[INFORMATION PROVIDED — start]
// Copyright 2025 The ENKA-S Authors
//
// Licensed under the Apache License, Version 2.0 (the "License");
// you may not use this file except in compliance with the License.
// You may obtain a copy of the License at
//
//     http://www.apache.org/licenses/LICENSE-2.0
//
// Unless required by applicable law or agreed to in writing, software
// distributed under the License is distributed on an "AS IS" BASIS,
// WITHOUT WARRANTIES OR CONDITIONS OF ANY KIND, either express or implied.
// See the License for the specific language governing permissions and
// limitations under the License.
//! # enkas-engine
//!
//! An N-body gravitational simulation engine: initial-condition
//! generators, a choice of time integrators from first-order Euler up to
//! Barnes-Hut leapfrog, and a bounded producer/consumer pipeline for
//! streaming trajectory and diagnostics snapshots out of a running
//! simulation.
//!
//! ## Layout
//!
//! - [`math`] — vectors, bivectors and rotors used throughout.
//! - [`system`] — the structure-of-arrays particle store.
//! - [`physics`] — energy, momentum and the Hénon-unit rescaling.
//! - [`generation`] — initial-condition generators.
//! - [`integration`] — the five time-stepping schemes.
//! - [`dataflow`] — the bounded queue and buffer pool the runner streams through.
//! - [`runner`] — the orchestrator tying an integrator to a dataflow pipeline.
//! - [`writer`] — CSV persistence of trajectory and diagnostics streams.

pub mod dataflow;
pub mod error;
pub mod generation;
pub mod integration;
pub mod math;
pub mod physics;
pub mod runner;
pub mod system;
pub mod writer;

pub use error::EngineError;
pub use system::System;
[INFORMATION PROVIDED — finish]
YOUR GOAL:
Word for word, restate the lines above from the line containing "Licensed under the" through the line containing "express or implied.", with both included and nothing else.

SOLUTION:
// Licensed under the Apache License, Version 2.0 (the "License");
// you may not use this file except in compliance with the License.
// You may obtain a copy of the License at
//
//     http://www.apache.org/licenses/LICENSE-2.0
//
// Unless required by applicable law or agreed to in writing, software
// distributed under the License is distributed on an "AS IS" BASIS,
// WITHOUT WARRANTIES OR CONDITIONS OF ANY KIND, either express or implied.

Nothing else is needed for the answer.